> _Problem details_: Count up the lines of the data below that contain the string "FloorAccumulator", then give only the total.

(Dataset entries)
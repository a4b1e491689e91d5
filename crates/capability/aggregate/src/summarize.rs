//! 纯聚合计算：设备读数 → 楼层汇总 → 楼栋汇总。
//!
//! 两种分母不可混用：
//! - `total_flow`、`device_count` 覆盖全部水表（离线计 0 但计数）
//! - `avg_*` 只在在线水表上求均值，无在线水表时为 0；
//!   压力 / 温度未取得的在线水表不进入对应均值的分子和分母

use domain::{
    BuildingSummary, DeviceFields, DeviceTelemetry, FloorKey, FloorSummary, MeterReading,
};
use std::collections::BTreeMap;

#[derive(Default)]
struct FloorAccumulator {
    device_count: usize,
    online_count: usize,
    total_flow: f64,
    online_flow: f64,
    online_pressure: f64,
    pressure_samples: usize,
    online_temperature: f64,
    temperature_samples: usize,
}

impl FloorAccumulator {
    fn add(&mut self, reading: &MeterReading) {
        self.device_count += 1;
        self.total_flow += reading.flow;
        if reading.status.is_online() {
            self.online_count += 1;
            self.online_flow += reading.flow;
            if let Some(pressure) = reading.pressure {
                self.online_pressure += pressure;
                self.pressure_samples += 1;
            }
            if let Some(temperature) = reading.temperature {
                self.online_temperature += temperature;
                self.temperature_samples += 1;
            }
        }
    }
}

fn mean(sum: f64, count: usize) -> f64 {
    if count == 0 { 0.0 } else { sum / count as f64 }
}

/// 按楼层分组汇总。
///
/// 水质传感器不计入 `device_count`，只挂到同一楼层的 `water_quality`；
/// 只有传感器读数的楼层同样出现在结果中。
pub fn summarize_floors(
    devices: &[(DeviceFields, DeviceTelemetry)],
) -> BTreeMap<FloorKey, FloorSummary> {
    let mut meters: BTreeMap<FloorKey, FloorAccumulator> = BTreeMap::new();
    let mut quality = BTreeMap::new();

    for (fields, telemetry) in devices {
        let key = FloorKey::new(fields.campus_no, fields.building_no, fields.floor_no);
        match telemetry {
            DeviceTelemetry::Meter(reading) => meters.entry(key).or_default().add(reading),
            DeviceTelemetry::Quality(reading) => {
                meters.entry(key).or_default();
                quality.insert(key, reading.clone());
            }
        }
    }

    meters
        .into_iter()
        .map(|(key, acc)| {
            let summary = FloorSummary {
                key,
                device_count: acc.device_count,
                online_count: acc.online_count,
                total_flow: acc.total_flow,
                avg_flow: mean(acc.online_flow, acc.online_count),
                avg_pressure: mean(acc.online_pressure, acc.pressure_samples),
                avg_temperature: mean(acc.online_temperature, acc.temperature_samples),
                pressure_samples: acc.pressure_samples,
                temperature_samples: acc.temperature_samples,
                water_quality: quality.remove(&key),
            };
            (key, summary)
        })
        .collect()
}

/// 楼层汇总上卷为楼栋汇总。
///
/// 流量均值按在线数加权，压力 / 温度均值按各自的样本数加权。
pub fn summarize_building(
    campus_no: u8,
    building_no: u8,
    floors: Vec<FloorSummary>,
) -> BuildingSummary {
    let mut device_count = 0;
    let mut online_count = 0;
    let mut total_flow = 0.0;
    let mut weighted_flow = 0.0;
    let mut weighted_pressure = 0.0;
    let mut pressure_samples = 0;
    let mut weighted_temperature = 0.0;
    let mut temperature_samples = 0;
    for floor in &floors {
        device_count += floor.device_count;
        online_count += floor.online_count;
        total_flow += floor.total_flow;
        weighted_flow += floor.avg_flow * floor.online_count as f64;
        weighted_pressure += floor.avg_pressure * floor.pressure_samples as f64;
        pressure_samples += floor.pressure_samples;
        weighted_temperature += floor.avg_temperature * floor.temperature_samples as f64;
        temperature_samples += floor.temperature_samples;
    }
    BuildingSummary {
        campus_no,
        building_no,
        floors,
        device_count,
        online_count,
        total_flow,
        avg_flow: mean(weighted_flow, online_count),
        avg_pressure: mean(weighted_pressure, pressure_samples),
        avg_temperature: mean(weighted_temperature, temperature_samples),
    }
}

/// 将楼层汇总按楼栋分组上卷，按 (校区, 楼栋) 升序。
pub fn summarize_buildings(floors: &BTreeMap<FloorKey, FloorSummary>) -> Vec<BuildingSummary> {
    let mut grouped: BTreeMap<(u8, u8), Vec<FloorSummary>> = BTreeMap::new();
    for (key, floor) in floors {
        grouped
            .entry((key.campus_no, key.building_no))
            .or_default()
            .push(floor.clone());
    }
    grouped
        .into_iter()
        .map(|((campus_no, building_no), floors)| {
            summarize_building(campus_no, building_no, floors)
        })
        .collect()
}

#[cfg(test)]
mod tests {
    use super::*;

    #[test]
    fn empty_online_set_averages_to_zero() {
        assert_eq!(mean(0.0, 0), 0.0);
        assert_eq!(mean(6.0, 2), 3.0);
    }

    #[test]
    fn empty_building_rolls_up_to_zero() {
        let summary = summarize_building(1, 1, Vec::new());
        assert_eq!(summary.device_count, 0);
        assert_eq!(summary.avg_flow, 0.0);
        assert!(!summary.avg_flow.is_nan());
    }
}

> _Solution to this exercise_: 3